Politiemedewerkers moeten zich binnen en buiten diensttijd gedragen als een goed ambtenaar. De afdelingen Veiligheid, Integriteit en Klachten (VIK) bij de politie-eenheden onderzoeken signalen van zowel burgers, collega’s als leidinggevenden over mogelijke normschendingen onafhankelijk en zorgvuldig en waar nodig wordt disciplinair opgetreden. Bij vaststelling van vermoedelijk strafbare feiten volgt een strafrechtelijk onderzoek.

De professionaliteit en bewustwording van medewerkers wordt bevorderd door middel van training en voorlichting op diverse momenten.

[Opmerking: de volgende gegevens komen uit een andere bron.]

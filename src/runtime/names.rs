//! Qualified entity names: `name@provider`.

/// Provider part of a qualified name, `None` when the name is not qualified.
pub fn provider_of(name: &str) -> Option<&str> {
    name.split('@').nth(1).filter(|p| !p.is_empty())
}

/// Qualify `name` with `provider` unless it already carries a provider.
pub fn qualify(provider: &str, name: &str) -> String {
    if name.contains('@') {
        name.to_string()
    } else {
        format!("{}@{}", name, provider)
    }
}
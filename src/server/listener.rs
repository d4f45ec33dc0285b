use super::connections::ConnectionTracker;
use super::routing::RoutingTable;
use crate::config::EntryPointConfig;
use crate::proxy::{status_response, ClientInfo, Handler};
use crate::tcp::{peek_client_hello, Peeked, TcpHandler, TcpRouteTls};
use crate::tls;
use anyhow::{Context, Result};
use arc_swap::ArcSwap;
use http_body_util::BodyExt;
use hyper::body::Incoming;
use hyper::service::service_fn;
use hyper::{Request, StatusCode};
use hyper_util::rt::{TokioExecutor, TokioIo};
use hyper_util::server::conn::auto::Builder as AutoBuilder;
use std::convert::Infallible;
use std::net::SocketAddr;
use std::sync::Arc;
use std::time::Duration;
use tokio::net::{TcpListener, TcpStream};
use tokio::sync::watch;
use tokio::task::JoinSet;
use tokio_rustls::TlsAcceptor;
use tracing::{debug, error, info, warn};

/// How long to wait for a client's first bytes before treating the
/// connection as plain.
const PEEK_TIMEOUT: Duration = Duration::from_secs(2);

/// One named listening address.
///
/// Each accepted connection is dispatched against the routing table that is
/// current at accept time: TCP routers first, then HTTP over TLS when the
/// client starts a handshake, then plain HTTP.
pub struct EntryPoint {
    name: String,
    config: EntryPointConfig,
    table: Arc<ArcSwap<RoutingTable>>,
    tls: Option<TlsAcceptor>,
    connections: Arc<ConnectionTracker>,
}

impl EntryPoint {
    pub fn new(name: &str, config: EntryPointConfig, table: Arc<ArcSwap<RoutingTable>>) -> Result<Self> {
        let tls = match &config.tls {
            Some(tls) => {
                let acceptor = tls::acceptor(tls)
                    .with_context(|| format!("Failed to configure TLS for entry point '{}'", name))?;
                info!("TLS enabled for entry point '{}'", name);
                Some(acceptor)
            }
            None => None,
        };

        Ok(Self {
            name: name.to_string(),
            config,
            table,
            tls,
            connections: ConnectionTracker::new(),
        })
    }

    pub async fn bind(&self) -> Result<TcpListener> {
        let addr: SocketAddr = self
            .config
            .address
            .parse()
            .with_context(|| format!("Invalid address: {}", self.config.address))?;

        let listener = TcpListener::bind(addr)
            .await
            .with_context(|| format!("Failed to bind entry point '{}' to {}", self.name, addr))?;

        info!("Entry point '{}' listening on {}", self.name, addr);
        Ok(listener)
    }

    /// Accept connections until `shutdown` flips, then give open
    /// connections the grace timeout before closing them.
    pub async fn serve(self: Arc<Self>, listener: TcpListener, mut shutdown: watch::Receiver<bool>) {
        let mut tasks = JoinSet::new();

        loop {
            tokio::select! {
                accepted = listener.accept() => {
                    let (stream, remote_addr) = match accepted {
                        Ok(conn) => conn,
                        Err(e) => {
                            error!("Entry point '{}': failed to accept connection: {}", self.name, e);
                            continue;
                        }
                    };

                    let Some(guard) = self.connections.connection_start() else {
                        debug!("Rejecting connection from {} - entry point draining", remote_addr);
                        continue;
                    };
                    let entry_point = Arc::clone(&self);
                    let shutdown = shutdown.clone();
                    tasks.spawn(async move {
                        entry_point.handle(stream, remote_addr, shutdown).await;
                        drop(guard);
                    });
                }
                Some(_) = tasks.join_next(), if !tasks.is_empty() => {}
                changed = shutdown.changed() => {
                    if changed.is_err() || *shutdown.borrow() {
                        break;
                    }
                }
            }
        }

        drop(listener);
        let grace = self.config.transport.grace_timeout.as_std();
        info!(
            "Entry point '{}' stopped accepting, draining {} connections",
            self.name,
            self.connections.active()
        );

        if !self.connections.drain(grace).await {
            warn!(
                "Entry point '{}': closing {} connections after {:?} grace period",
                self.name,
                self.connections.active(),
                grace
            );
            tasks.abort_all();
        }
        while tasks.join_next().await.is_some() {}
        info!("Entry point '{}' stopped", self.name);
    }

    async fn handle(&self, stream: TcpStream, remote_addr: SocketAddr, shutdown: watch::Receiver<bool>) {
        let table = self.table.load_full();
        let tcp_router = table.tcp_router(&self.name).filter(|r| !r.is_empty());

        if let Some(router) = &tcp_router {
            if let Some(route) = router.catch_all().filter(|_| !router.has_tls_routes()) {
                debug!("TCP: {} handled by catch-all router '{}'", remote_addr, route.name);
                route.handler().serve_tcp(Box::new(stream)).await;
                return;
            }
        }

        let peeked = if tcp_router.is_none() && self.tls.is_none() {
            Peeked::Plain
        } else {
            match peek_client_hello(&stream, PEEK_TIMEOUT).await {
                Ok(peeked) => peeked,
                Err(e) => {
                    debug!("Failed to read from {}: {}", remote_addr, e);
                    return;
                }
            }
        };

        if let Some(route) = tcp_router
            .as_ref()
            .and_then(|router| router.match_connection(&peeked, Some(remote_addr.ip())))
        {
            let handler = Arc::clone(route.handler());
            if route.tls == TcpRouteTls::Terminate {
                let Some(acceptor) = &self.tls else {
                    warn!(
                        "TCP router '{}' terminates TLS but entry point '{}' has no certificate",
                        route.name, self.name
                    );
                    return;
                };
                match acceptor.accept(stream).await {
                    Ok(tls_stream) => handler.serve_tcp(Box::new(tls_stream)).await,
                    Err(e) => debug!("TLS handshake failed from {}: {}", remote_addr, e),
                }
            } else {
                handler.serve_tcp(Box::new(stream)).await;
            }
            return;
        }

        if peeked.is_tls() {
            let Some(acceptor) = &self.tls else {
                debug!(
                    "Dropping TLS connection from {}: entry point '{}' has no certificate",
                    remote_addr, self.name
                );
                return;
            };
            match acceptor.accept(stream).await {
                Ok(tls_stream) => {
                    self.serve_http(TokioIo::new(tls_stream), remote_addr, true, shutdown)
                        .await
                }
                Err(e) => debug!("TLS handshake failed from {}: {}", remote_addr, e),
            }
        } else {
            self.serve_http(TokioIo::new(stream), remote_addr, false, shutdown)
                .await;
        }
    }

    async fn serve_http<I>(&self, io: I, remote_addr: SocketAddr, tls: bool, mut shutdown: watch::Receiver<bool>)
    where
        I: hyper::rt::Read + hyper::rt::Write + Unpin + Send + 'static,
    {
        let table = Arc::clone(&self.table);
        let entry_point = self.name.clone();

        let service = service_fn(move |req: Request<Incoming>| {
            // Load current routing table (supports hot reload)
            let router = table.load().http_router(&entry_point, tls);

            async move {
                let Some(router) = router else {
                    return Ok::<_, Infallible>(status_response(StatusCode::NOT_FOUND));
                };

                let mut req = req.map(|body| body.boxed());
                req.extensions_mut().insert(ClientInfo { remote_addr, tls });

                let response = match router.serve(req).await {
                    Ok(response) => response,
                    Err(e) => {
                        debug!("Request from {} failed: {}", remote_addr, e);
                        e.into_response()
                    }
                };
                Ok(response)
            }
        });

        // Auto-detect HTTP/1 or HTTP/2 (including h2c and ALPN negotiated h2)
        let builder = AutoBuilder::new(TokioExecutor::new());
        let conn = builder.serve_connection_with_upgrades(io, service);
        tokio::pin!(conn);

        let result = tokio::select! {
            result = conn.as_mut() => result,
            _ = shutdown.changed() => {
                conn.as_mut().graceful_shutdown();
                conn.await
            }
        };
        if let Err(e) = result {
            debug!("Connection error from {}: {}", remote_addr, e);
        }
    }
}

Er wordt gestimuleerd dat medewerkers dilemma’s en wegingen met de leidinggevende bespreken en leidinggevenden het gesprek aangaan over integriteit, gedrag en dilemma’s.

Ik heb u hierover reeds geïnformeerd in mijn brief van 30 oktober 2015.

Daarnaast wordt invulling gegeven aan het Besluit melden vermoeden van misstand bij Rijk en Politie. Hiervoor is bij de politie een Landelijk Meldpunt Misstanden ingericht. Bij dit meldpunt kunnen medewerkers terecht voor het melden van misstanden of voor advies. De vertrouwenspersoon integriteit levert in diens rol een bijdrage aan een cultuur waarin vermoedens veilig kunnen worden gemeld, zonder angst voor negatieve gevolgen.

Overige maatregelen

Momenteel wordt door de politie een escalatiemodel ontwikkeld dat voor de zomer van 2016 zal worden opgeleverd. In dit model zullen de taken, verantwoordelijkheden en bevoegdheden van de relevante partijen in de begeleiding van een politiestudent geëxpliciteerd worden (zoals de leidinggevende, trajectbegeleider en de afdeling Operationele Begeleiding en Training). De werkwijze die gevolgd wordt om het functioneren van de student te monitoren zal hierin verder verwerkt worden. Daarnaast zal een procedure worden uitgewerkt in geval van een vermoeden van plichtsverzuim bij een student. Deze beschrijvingen worden gebaseerd op geldende protocollen en werkprocesbeschrijvingen. Ik zal de Kamer voor het zomerreces 2016 hier nader over informeren.

Voor het zomerreces zal ik de Kamer ook schriftelijk informeren over de door de korpschef uitgevoerde steekproef naar toegekende autorisaties, het wetsvoorstel screening en de uitkomsten van het onderzoek van de Inspectie van Veiligheid en Justitie.

De Minister van Veiligheid en Justitie, G.A. van der Steur


X Noot
1

Zie hiervoor de jaarverslagen van de AIVD van 2010 tot en met 2014 (www.rijksoverheid.nl).